| RECORDS TO USE |
//! Embedding-model cache
//!
//! The embedding model is downloaded while the image is assembled and copied verbatim into
//! the runtime image. At run time the cache is read-only and looked up offline; what
//! happens when it is missing is governed by [`CachePolicy`].

mod cache;

pub use cache::{CacheError, CacheReport, ModelCache};

#[cfg(test)]
pub(crate) use cache::test_support;

use serde::{Deserialize, Serialize};
use std::fmt;

/// Runtime behaviour when the pre-populated cache is missing or incomplete
#[derive(Debug, Clone, Copy, PartialEq, Eq, Serialize, Deserialize, Default)]
#[serde(rename_all = "lowercase")]
pub enum CachePolicy {
    /// Refuse to start; the runtime is pinned offline
    #[default]
    Require,
    /// Start anyway and let the model runtime download what it needs
    Fetch,
}

impl fmt::Display for CachePolicy {
    fn fmt(&self, f: &mut fmt::Formatter<'_>) -> fmt::Result {
        match self {
            CachePolicy::Require => write!(f, "require"),
            CachePolicy::Fetch => write!(f, "fetch"),
        }
    }
}

/// A model on the hub and the files the runtime loads from it
#[derive(Debug, Clone, PartialEq, Eq, Serialize, Deserialize)]
pub struct ModelSpec {
    pub id: String,
    pub revision: String,
    pub files: Vec<String>,
}

impl ModelSpec {
    pub const ALL_MINILM_L6_V2: &'static str = "sentence-transformers/all-MiniLM-L6-v2";

    /// One-shot interpreter command that instantiates the embedding client, forcing the
    /// download into the default cache and nothing else
    pub fn python_prefetch_command(&self) -> String {
        format!(
            "python -c \"from sentence_transformers import SentenceTransformer; \
             SentenceTransformer('{}', revision='{}')\"",
            self.id, self.revision
        )
    }
}

impl Default for ModelSpec {
    fn default() -> Self {
        Self {
            id: Self::ALL_MINILM_L6_V2.to_string(),
            revision: "main".to_string(),
            files: [
                "config.json",
                "config_sentence_transformers.json",
                "modules.json",
                "sentence_bert_config.json",
                "tokenizer.json",
                "tokenizer_config.json",
                "special_tokens_map.json",
                "vocab.txt",
                "model.safetensors",
                "1_Pooling/config.json",
            ]
            .iter()
            .map(|f| f.to_string())
            .collect(),
        }
    }
}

| INSTRUCTIONS FOR THE TASK |
The answer must hold exactly the lines of the entries above, from the first line through the line that contains "up offline; what", and no others.

| RESPONSE |
//! Embedding-model cache
//!
//! The embedding model is downloaded while the image is assembled and copied verbatim into
//! the runtime image. At run time the cache is read-only and looked up offline; what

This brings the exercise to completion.